YOUR GOAL – What you return must match the listing word for word.

[Start of section]

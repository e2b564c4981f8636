//! Timer and tick-loop utilities for the bridge.
//!
//! The tick is the unit of every pulse measurement, so picking the rate is
//! the one piece of board bring-up this crate cares about: tune it so the
//! bit period of the transmitters you want to hear lands around 0x40..0x80
//! ticks. Two scheduling approaches are supported: an interrupt service
//! routine using `critical_section::with` (`timer-isr` feature), or a
//! busy-loop delay timer (`delayus-loop` feature).
//!
//! Contains helpers for ISR- and polling-based scheduling, including:
//! - `compute_ocr_value`: runtime OCR calculator
//! - `const_ocr_value`: compile-time OCR calculator
//! - `ticks_for` / `const_ticks_for`: pulse-duration to tick conversion
//! - `run_bridge_loop` / `bridge_step`: blocking drivers (feature
//!   `delayus-loop`)
//! - `global_bridge_tick` and friends: interrupt plumbing (feature
//!   `timer-isr`)
//!
//! Common prescalers: (For use with `compute_ocr_value` and
//! `const_ocr_value`)
//!
//! | PRESCALER | TIMER_COUNTS | Overflow Interval |
//! |-----------|--------------|-------------------|
//! |         8 |           32 |             16 µs |
//! |        64 |            8 |             32 µs |
//! |        64 |           16 |             64 µs |
//! |       256 |            8 |            128 µs |

use libm::round;

#[cfg(feature = "delayus-loop")]
mod delay;
#[cfg_attr(feature = "delayus-loop", allow(unused_imports))]
#[cfg(feature = "delayus-loop")]
pub use delay::*;

#[cfg(feature = "timer-isr")]
mod isr;
#[cfg_attr(feature = "timer-isr", allow(unused_imports))]
#[cfg(feature = "timer-isr")]
pub use isr::*;

#[cfg(feature = "timer-isr")]
mod macros;
#[cfg_attr(feature = "timer-isr", allow(unused_imports))]
#[cfg(feature = "timer-isr")]
pub use macros::*;

/// 1,000,000,000 nanoseconds = 1 second
pub const NANOSECONDS_PER_SECOND: u64 = 1_000_000_000;

/// Computes the OCR value for a CTC-mode timer.
///
/// # Arguments
/// - `f_cpu`: CPU frequency in Hz
/// - `prescaler`: timer prescaler (e.g., 8, 64, 256)
/// - `tick_us`: desired tick interval in microseconds (e.g., 16.0)
///
/// # Returns
/// - OCR value for the compare register (rounds to nearest integer)
pub fn compute_ocr_value(f_cpu: u32, prescaler: u32, tick_us: f32) -> u16 {
    let ticks_per_second = f_cpu as f32 / prescaler as f32;
    let counts = ticks_per_second * (tick_us / 1_000_000.0);
    round(counts as f64) as u16
}

/// Compile-time OCR value calculator.
///
/// # Arguments
/// - `f_cpu`: CPU frequency in Hz
/// - `prescaler`: timer prescaler (e.g., 8, 64, 256)
/// - `tick_ns`: desired tick interval in nanoseconds (e.g., 16_000)
///
/// # Returns
/// - OCR value for the compare register (truncates)
pub const fn const_ocr_value(f_cpu: u32, prescaler: u32, tick_ns: u32) -> u16 {
    let counts = (f_cpu / prescaler) as u64 * tick_ns as u64 / NANOSECONDS_PER_SECOND;
    counts as u16
}

/// Converts a pulse duration into ticks at the given tick interval,
/// pegging at 255 the way the sampler does.
///
/// # Arguments
/// - `tick_us`: tick interval in microseconds
/// - `duration_us`: pulse phase duration in microseconds
pub fn ticks_for(tick_us: f32, duration_us: f32) -> u8 {
    let ticks = round((duration_us / tick_us) as f64);
    if ticks >= 255.0 {
        255
    } else if ticks <= 0.0 {
        0
    } else {
        ticks as u8
    }
}

/// Compile-time version of [`ticks_for`], in nanoseconds.
pub const fn const_ticks_for(tick_ns: u32, duration_ns: u32) -> u8 {
    let ticks = duration_ns / tick_ns;
    if ticks >= 255 {
        255
    } else {
        ticks as u8
    }
}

[End of section]

SOLVED PROBLEM –
repository e2b564c4981f8636
//! Timer and tick-loop utilities for the bridge.
//!
//! The tick is the unit of every pulse measurement, so picking the rate is
//! the one piece of board bring-up this crate cares about: tune it so the
//! bit period of the transmitters you want to hear lands around 0x40..0x80
//! ticks. Two scheduling approaches are supported: an interrupt service
//! routine using `critical_section::with` (`timer-isr` feature), or a
//! busy-loop delay timer (`delayus-loop` feature).
//!
//! Contains helpers for ISR- and polling-based scheduling, including:
//! - `compute_ocr_value`: runtime OCR calculator
//! - `const_ocr_value`: compile-time OCR calculator
//! - `ticks_for` / `const_ticks_for`: pulse-duration to tick conversion
//! - `run_bridge_loop` / `bridge_step`: blocking drivers (feature
//!   `delayus-loop`)
//! - `global_bridge_tick` and friends: interrupt plumbing (feature
//!   `timer-isr`)
//!
//! Common prescalers: (For use with `compute_ocr_value` and
//! `const_ocr_value`)
//!
//! | PRESCALER | TIMER_COUNTS | Overflow Interval |
//! |-----------|--------------|-------------------|
//! |         8 |           32 |             16 µs |
//! |        64 |            8 |             32 µs |
//! |        64 |           16 |             64 µs |
//! |       256 |            8 |            128 µs |

use libm::round;

#[cfg(feature = "delayus-loop")]
mod delay;
#[cfg_attr(feature = "delayus-loop", allow(unused_imports))]
#[cfg(feature = "delayus-loop")]
pub use delay::*;

#[cfg(feature = "timer-isr")]
mod isr;
#[cfg_attr(feature = "timer-isr", allow(unused_imports))]
#[cfg(feature = "timer-isr")]
pub use isr::*;

#[cfg(feature = "timer-isr")]
mod macros;
#[cfg_attr(feature = "timer-isr", allow(unused_imports))]
#[cfg(feature = "timer-isr")]
pub use macros::*;

/// 1,000,000,000 nanoseconds = 1 second
pub const NANOSECONDS_PER_SECOND: u64 = 1_000_000_000;

/// Computes the OCR value for a CTC-mode timer.
///
/// # Arguments
/// - `f_cpu`: CPU frequency in Hz
/// - `prescaler`: timer prescaler (e.g., 8, 64, 256)
/// - `tick_us`: desired tick interval in microseconds (e.g., 16.0)
///
/// # Returns
/// - OCR value for the compare register (rounds to nearest integer)
pub fn compute_ocr_value(f_cpu: u32, prescaler: u32, tick_us: f32) -> u16 {
    let ticks_per_second = f_cpu as f32 / prescaler as f32;
    let counts = ticks_per_second * (tick_us / 1_000_000.0);
    round(counts as f64) as u16
}

/// Compile-time OCR value calculator.
///
/// # Arguments
/// - `f_cpu`: CPU frequency in Hz
/// - `prescaler`: timer prescaler (e.g., 8, 64, 256)
/// - `tick_ns`: desired tick interval in nanoseconds (e.g., 16_000)
///
/// # Returns
/// - OCR value for the compare register (truncates)
pub const fn const_ocr_value(f_cpu: u32, prescaler: u32, tick_ns: u32) -> u16 {
    let counts = (f_cpu / prescaler) as u64 * tick_ns as u64 / NANOSECONDS_PER_SECOND;
    counts as u16
}

/// Converts a pulse duration into ticks at the given tick interval,
/// pegging at 255 the way the sampler does.
///
/// # Arguments
/// - `tick_us`: tick interval in microseconds
/// - `duration_us`: pulse phase duration in microseconds
pub fn ticks_for(tick_us: f32, duration_us: f32) -> u8 {
    let ticks = round((duration_us / tick_us) as f64);
    if ticks >= 255.0 {
        255
    } else if ticks <= 0.0 {
        0
    } else {
        ticks as u8
    }
}

/// Compile-time version of [`ticks_for`], in nanoseconds.
pub const fn const_ticks_for(tick_ns: u32, duration_ns: u32) -> u8 {
    let ticks = duration_ns / tick_ns;
    if ticks >= 255 {
        255
    } else {
        ticks as u8
    }
}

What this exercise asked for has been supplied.